THE OFF SEASON: So what does kindness look like?

There is an argument going on near my window sill. As I sit down to clack away at what will be a story about kindness, a squirrel and four blue jays bicker over a pile of birdseed I have left as charity.

I am not sure who will win out, but my money is on the jays, if anything, for their persistence and general orneriness.  

To have such acrimony in play as I write for what just happens to be “Random Acts of Kindness Day” is, I suppose, appropriate.

We read of wars and rumors of wars, of depravation and crime and meanness, every day in this newspaper, yet often we can also find stories on those very same pages about some deed of mercy or selflessness that, I hope, keeps a flame of kindness kindled in all of us.  

In recent weeks, a local organization called SPPRAK (Special People Performing Random Acts of Kindness) has been promoting February as “Community Kindness Month,” while Arts Illiana sponsored an art exhibit that asks, “What Does Kindness Look Like?” Despite the tag-team match playing out at my frontyard maple tree that serves as a poor example, I want to try to answer that question.

I would like to think that I am a kind man, although in my line of work as a teacher, I am sure that I am often perceived as far from it.

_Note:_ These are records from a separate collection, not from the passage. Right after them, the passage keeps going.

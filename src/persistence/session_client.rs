use super::config_portal::{ConfigPortal, ConfigResult, PortalAction};
use super::{ConnectionConfig, MainConfig, RigConfig, SessionConfig};
use crate::device::DeviceConfig;
use color_eyre::{eyre::eyre, Result};
use std::collections::HashMap;
use std::path::{Path, PathBuf};
use std::sync::Arc;
use tokio::sync::Mutex;
use tokio::task::JoinHandle;
use tracing::{debug, error, info, warn};

const CONFIG_DIR: &str = ".config/openrig/config";
const MAIN_CONFIG_FILE: &str = "main_config.toml";
const RIG_CONFIG_FILE: &str = "rig_config.toml";
const CONNECTION_CONFIG_FILE: &str = "connection_config.toml";
const DEVICE_CONFIG_FILE: &str = "device_config.toml";

const DEFAULT_SESSION: &str = "default";

/// Loads and saves session directories and keeps the portal in sync with
/// what is on disk.
pub struct SessionClient {
    base_path: PathBuf,
    current_session: String,
    config_portal: Arc<ConfigPortal>,
}

impl SessionClient {
    /// Default configuration root under the user's home directory.
    pub fn default_base_path() -> PathBuf {
        let mut base = dirs::home_dir().unwrap_or_else(|| {
            warn!("Could not determine home directory, using current directory");
            PathBuf::from(".")
        });
        base.push(CONFIG_DIR);
        base
    }

    /// Makes sure the configuration root and a default session exist.
    pub async fn ensure_default_config(base_path: &Path) -> Result<()> {
        if !tokio::fs::try_exists(base_path)
            .await
            .map_err(|e| eyre!("Failed to check config directory: {}", e))?
        {
            info!("Creating default configuration at {}", base_path.display());
            tokio::fs::create_dir_all(base_path)
                .await
                .map_err(|e| eyre!("Failed to create config directory: {}", e))?;
        }

        let session_path = base_path.join(DEFAULT_SESSION);
        if !tokio::fs::try_exists(&session_path)
            .await
            .map_err(|e| eyre!("Failed to check default session directory: {}", e))?
        {
            tokio::fs::create_dir_all(&session_path)
                .await
                .map_err(|e| eyre!("Failed to create default session directory: {}", e))?;

            let main_config = MainConfig {
                last_session: Some(DEFAULT_SESSION.to_string()),
            };
            write_toml(&base_path.join(MAIN_CONFIG_FILE), &main_config).await?;

            write_toml(&session_path.join(RIG_CONFIG_FILE), &RigConfig::default()).await?;
            write_toml(
                &session_path.join(CONNECTION_CONFIG_FILE),
                &ConnectionConfig::default(),
            )
            .await?;
            write_toml(
                &session_path.join(DEVICE_CONFIG_FILE),
                &DeviceConfig::default(),
            )
            .await?;
            info!("Default session created");
        }

        Ok(())
    }

    /// Loads the session recorded in main_config.toml (or the default one)
    /// and builds the portal from its contents.
    pub async fn load_last_session(base_path: PathBuf) -> Result<Self> {
        Self::ensure_default_config(&base_path).await?;

        let main_config: MainConfig =
            read_toml_or_default(&base_path.join(MAIN_CONFIG_FILE), "main config").await;
        let session_name = main_config
            .last_session
            .unwrap_or_else(|| DEFAULT_SESSION.to_string());

        info!("Loading session: {}", session_name);
        let (rig, connection, device) = load_session_files(&base_path, &session_name).await?;

        let session = SessionConfig {
            session_name: session_name.clone(),
            last_session: Some(session_name.clone()),
            path: base_path.join(&session_name),
            available_sessions: scan_available_sessions(&base_path).await?,
        };

        let config_portal = Arc::new(ConfigPortal::new(session, rig, connection, device));

        Ok(Self {
            base_path,
            current_session: session_name,
            config_portal,
        })
    }

    pub fn get_portal_ref(&self) -> Arc<ConfigPortal> {
        self.config_portal.clone()
    }

    pub fn current_session(&self) -> &str {
        &self.current_session
    }

    pub async fn save_current_session(&self) -> Result<()> {
        self.save_session(&self.current_session.clone()).await
    }

    /// Writes the portal's current contents into a session directory.
    pub async fn save_session(&self, name: &str) -> Result<()> {
        let session_path = self.base_path.join(name);

        if !tokio::fs::try_exists(&session_path)
            .await
            .map_err(|e| eyre!("Failed to check session directory: {}", e))?
        {
            tokio::fs::create_dir_all(&session_path)
                .await
                .map_err(|e| eyre!("Failed to create session directory: {}", e))?;
        }

        let rig_config = match self.config_portal.execute_portal_action(PortalAction::GetRigConfig)
        {
            ConfigResult::RigConfig(rig) => rig,
            _ => {
                warn!("Could not retrieve valid rig config, saving defaults");
                RigConfig::default()
            }
        };

        let connection_config = match self
            .config_portal
            .execute_portal_action(PortalAction::GetConnectionConfig)
        {
            ConfigResult::ConnectionConfig(connection) => connection,
            _ => {
                warn!("Could not retrieve valid connection config, saving defaults");
                ConnectionConfig::default()
            }
        };

        let device_config = match self
            .config_portal
            .execute_portal_action(PortalAction::GetDeviceConfig)
        {
            ConfigResult::DeviceConfig(device) => device,
            _ => {
                warn!("Could not retrieve valid device config, saving defaults");
                DeviceConfig::default()
            }
        };

        write_toml(&session_path.join(RIG_CONFIG_FILE), &rig_config).await?;
        write_toml(&session_path.join(CONNECTION_CONFIG_FILE), &connection_config).await?;
        write_toml(&session_path.join(DEVICE_CONFIG_FILE), &device_config).await?;

        let main_config = MainConfig {
            last_session: Some(name.to_string()),
        };
        write_toml(&self.base_path.join(MAIN_CONFIG_FILE), &main_config).await?;

        info!("Session {} saved successfully", name);
        Ok(())
    }

    /// Switches to another session and replaces the portal contents with
    /// its files.
    pub async fn change_session(&mut self, name: &str) -> Result<()> {
        let session_path = self.base_path.join(name);
        if !tokio::fs::try_exists(&session_path)
            .await
            .map_err(|e| eyre!("Failed to check session directory: {}", e))?
        {
            return Err(eyre!("Session directory does not exist: {}", name));
        }

        let (rig, connection, device) = load_session_files(&self.base_path, name).await?;

        self.config_portal
            .execute_portal_action(PortalAction::WriteRigConfig(rig));
        self.config_portal
            .execute_portal_action(PortalAction::WriteConnectionConfig(connection));
        self.config_portal
            .execute_portal_action(PortalAction::WriteDeviceConfig(device));

        let session = SessionConfig {
            session_name: name.to_string(),
            last_session: Some(self.current_session.clone()),
            path: session_path,
            available_sessions: scan_available_sessions(&self.base_path).await?,
        };
        self.config_portal
            .execute_portal_action(PortalAction::WriteSession(session));

        self.current_session = name.to_string();
        info!("Switched to session: {}", name);
        Ok(())
    }

    /// Deletes a session directory.
    pub async fn delete_session(&self, name: &str) -> Result<()> {
        let session_path = self.base_path.join(name);

        if tokio::fs::try_exists(&session_path)
            .await
            .map_err(|e| eyre!("Failed to check session directory: {}", e))?
        {
            tokio::fs::remove_dir_all(&session_path)
                .await
                .map_err(|e| eyre!("Failed to delete session directory: {}", e))?;

            info!("Session {} deleted successfully", name);
            Ok(())
        } else {
            Err(eyre!("Session directory does not exist: {}", name))
        }
    }

    pub async fn list_sessions(&self) -> Result<HashMap<String, PathBuf>> {
        scan_available_sessions(&self.base_path).await
    }

    /// Periodically writes the current session back to disk.
    pub fn start_autosave_task(
        client: Arc<Mutex<SessionClient>>,
        interval_seconds: u64,
    ) -> JoinHandle<()> {
        info!("Starting autosave task with interval: {}s", interval_seconds);

        tokio::spawn(async move {
            let mut interval =
                tokio::time::interval(tokio::time::Duration::from_secs(interval_seconds));
            // The first tick fires immediately; skip it
            interval.tick().await;

            loop {
                interval.tick().await;

                let guard = client.lock().await;
                if let Err(e) = guard.save_current_session().await {
                    error!("Failed to autosave configuration: {}", e);
                } else {
                    debug!("Configuration autosaved successfully");
                }
            }
        })
    }
}

// Loads the three section files of a session, tolerating missing ones
async fn load_session_files(
    base_path: &Path,
    session_name: &str,
) -> Result<(RigConfig, ConnectionConfig, DeviceConfig)> {
    let session_path = base_path.join(session_name);

    if !tokio::fs::try_exists(&session_path)
        .await
        .map_err(|e| eyre!("Failed to check session directory: {}", e))?
    {
        return Err(eyre!("Session directory does not exist: {}", session_name));
    }

    let rig = read_toml_or_default(&session_path.join(RIG_CONFIG_FILE), "rig config").await;
    let connection =
        read_toml_or_default(&session_path.join(CONNECTION_CONFIG_FILE), "connection config")
            .await;
    let device = read_toml_or_default(&session_path.join(DEVICE_CONFIG_FILE), "device config").await;

    Ok((rig, connection, device))
}

// Scans the configuration root for session directories
async fn scan_available_sessions(base_path: &Path) -> Result<HashMap<String, PathBuf>> {
    if !tokio::fs::try_exists(base_path)
        .await
        .map_err(|e| eyre!("Failed to check config directory: {}", e))?
    {
        debug!("Config directory does not exist, no sessions available");
        return Ok(HashMap::new());
    }

    let mut available_sessions = HashMap::new();

    let mut read_dir = tokio::fs::read_dir(base_path)
        .await
        .map_err(|e| eyre!("Failed to read config directory: {}", e))?;

    while let Some(entry) = read_dir
        .next_entry()
        .await
        .map_err(|e| eyre!("Failed to read directory entry: {}", e))?
    {
        let path = entry.path();

        let is_dir = tokio::fs::metadata(&path)
            .await
            .map_err(|e| eyre!("Failed to get metadata for {}: {}", path.display(), e))?
            .is_dir();

        if is_dir {
            if let Some(session_name) = path.file_name().and_then(|n| n.to_str()) {
                debug!("Found session: {}", session_name);
                available_sessions.insert(session_name.to_string(), path);
            }
        }
    }

    Ok(available_sessions)
}

// Reads a TOML section file, falling back to defaults when it is missing or
// unparseable
async fn read_toml_or_default<T>(path: &Path, label: &str) -> T
where
    T: serde::de::DeserializeOwned + Default,
{
    match tokio::fs::read_to_string(path).await {
        Ok(content) => match toml::from_str(&content) {
            Ok(value) => value,
            Err(e) => {
                warn!("Failed to parse {} at {}: {}", label, path.display(), e);
                T::default()
            }
        },
        Err(e) => {
            warn!(
                "{} not readable at {}, using defaults: {}",
                label,
                path.display(),
                e
            );
            T::default()
        }
    }
}

async fn write_toml<T: serde::Serialize>(path: &Path, value: &T) -> Result<()> {
    let content = toml::to_string_pretty(value)
        .map_err(|e| eyre!("Failed to serialize {}: {}", path.display(), e))?;

    tokio::fs::write(path, content)
        .await
        .map_err(|e| eyre!("Failed to write {}: {}", path.display(), e))?;

    Ok(())
}
//! Transport channel to the rig controller.
//!
//! The sync engine only ever sees the `AxisLink` trait: a connected,
//! best-effort string channel where an empty receive means "nothing pending
//! this cycle". The production implementation is a nonblocking UDP socket;
//! `MemoryLink` is an in-process loopback used by tests and dry runs.

use std::collections::VecDeque;
use std::io::ErrorKind;
use std::net::UdpSocket;

use serde::{Deserialize, Serialize};
use tracing::{debug, info, warn};

/// Connection settings for the rig controller link.
#[derive(Deserialize, Serialize, Clone, Debug, PartialEq)]
pub struct LinkConfig {
    /// Host name or address of the axis server
    pub server_host: String,
    /// Port the axis server listens on
    pub server_port: u16,
    /// Local port this client binds for replies
    pub client_port: u16,
}

impl Default for LinkConfig {
    fn default() -> Self {
        Self {
            server_host: "127.0.0.1".to_string(),
            server_port: 11000,
            client_port: 11001,
        }
    }
}

// Link errors
#[derive(Debug, thiserror::Error)]
pub enum LinkError {
    #[error("Failed to connect link: {0}")]
    ConnectError(String),

    #[error("Failed to send payload: {0}")]
    SendError(String),

    #[error("Failed to receive payload: {0}")]
    ReceiveError(String),
}

/// Opaque send/receive-string channel to the remote peer.
///
/// `receive_string` is non-blocking: it returns `Ok("")` when nothing is
/// pending, which the engine treats the same as "no updates this cycle".
pub trait AxisLink: Send {
    fn send_string(&mut self, payload: &str) -> Result<(), LinkError>;
    fn receive_string(&mut self) -> Result<String, LinkError>;
}

/// UDP implementation of the axis link.
pub struct UdpAxisLink {
    socket: UdpSocket,
}

impl UdpAxisLink {
    /// Binds the local client port and connects the socket to the axis
    /// server. The socket is switched to nonblocking mode so a quiet link
    /// never stalls the engine tick.
    pub fn connect(config: &LinkConfig) -> Result<Self, LinkError> {
        info!(
            "Connecting axis link to {}:{} from local port {}",
            config.server_host, config.server_port, config.client_port
        );

        let socket = UdpSocket::bind(("0.0.0.0", config.client_port))
            .map_err(|e| LinkError::ConnectError(format!("bind failed: {}", e)))?;

        socket
            .connect((config.server_host.as_str(), config.server_port))
            .map_err(|e| LinkError::ConnectError(format!("connect failed: {}", e)))?;

        socket
            .set_nonblocking(true)
            .map_err(|e| LinkError::ConnectError(format!("set_nonblocking failed: {}", e)))?;

        info!("Axis link connected");
        Ok(Self { socket })
    }
}

impl AxisLink for UdpAxisLink {
    fn send_string(&mut self, payload: &str) -> Result<(), LinkError> {
        debug!("Link send: {}", payload);
        match self.socket.send(payload.as_bytes()) {
            Ok(_) => Ok(()),
            // An unreachable peer is not fatal for a lossy link; the next
            // cycle supersedes this datagram anyway
            Err(e) if e.kind() == ErrorKind::WouldBlock || e.kind() == ErrorKind::ConnectionRefused => {
                warn!("Link send dropped: {}", e);
                Ok(())
            }
            Err(e) => Err(LinkError::SendError(e.to_string())),
        }
    }

    fn receive_string(&mut self) -> Result<String, LinkError> {
        let mut buffer = [0u8; 2048];
        match self.socket.recv(&mut buffer) {
            Ok(received) => {
                let payload = String::from_utf8_lossy(&buffer[..received]).into_owned();
                debug!("Link receive: {}", payload);
                Ok(payload)
            }
            Err(e) if e.kind() == ErrorKind::WouldBlock => Ok(String::new()),
            Err(e) if e.kind() == ErrorKind::ConnectionRefused => {
                // ICMP port-unreachable from an absent server surfaces here
                debug!("Link receive while peer unavailable: {}", e);
                Ok(String::new())
            }
            Err(e) => Err(LinkError::ReceiveError(e.to_string())),
        }
    }
}

/// In-process loopback link.
///
/// Everything sent is collected on the shared side; strings pushed with
/// `push_incoming` are handed out one per receive. Clones share the same
/// queues, so a test can keep a handle while the engine owns the link.
#[derive(Debug, Default, Clone)]
pub struct MemoryLink {
    inner: std::sync::Arc<std::sync::Mutex<MemoryLinkInner>>,
}

#[derive(Debug, Default)]
struct MemoryLinkInner {
    incoming: VecDeque<String>,
    sent: Vec<String>,
}

impl MemoryLink {
    pub fn new() -> Self {
        Self::default()
    }

    pub fn push_incoming(&self, payload: &str) {
        self.inner
            .lock()
            .expect("memory link poisoned")
            .incoming
            .push_back(payload.to_string());
    }

    pub fn sent(&self) -> Vec<String> {
        self.inner.lock().expect("memory link poisoned").sent.clone()
    }
}

impl AxisLink for MemoryLink {
    fn send_string(&mut self, payload: &str) -> Result<(), LinkError> {
        self.inner
            .lock()
            .map_err(|e| LinkError::SendError(e.to_string()))?
            .sent
            .push(payload.to_string());
        Ok(())
    }

    fn receive_string(&mut self) -> Result<String, LinkError> {
        Ok(self
            .inner
            .lock()
            .map_err(|e| LinkError::ReceiveError(e.to_string()))?
            .incoming
            .pop_front()
            .unwrap_or_default())
    }
}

My wife, my children, and every friend I have, to me, are kind people, giving and loving and considerate of others and the planet on which we trod. I’ve been lucky. I’ve had many people in my life who have been willing to lend a hand, even a shoulder, when I’ve needed it; friends who have called in tough times, lent when I was embarrassed to ask, given when they knew I couldn’t pay it back. Above everything else, then, I think kindness looks like most of the people I’ve known, their smiles and laughs, their calloused hands and worn boots, their infinite goodwill toward stray animals and needy neighbors.

When I think of kindness, I remember the way my wife and I were raised. Neither of us had upbringings in wealth or privilege, but we certainly saw our parents and our grandparents as they gave of their time and money and labor to help others. My mom must have made an acre of pie crust in the name of charity and friendship, mended and made enough clothes to fill a department store, too. She did laundry for and lent an understanding ear to people she knew who needed it, and she believed that politeness and kindness were a way of living, not just an avenue to get what she wanted.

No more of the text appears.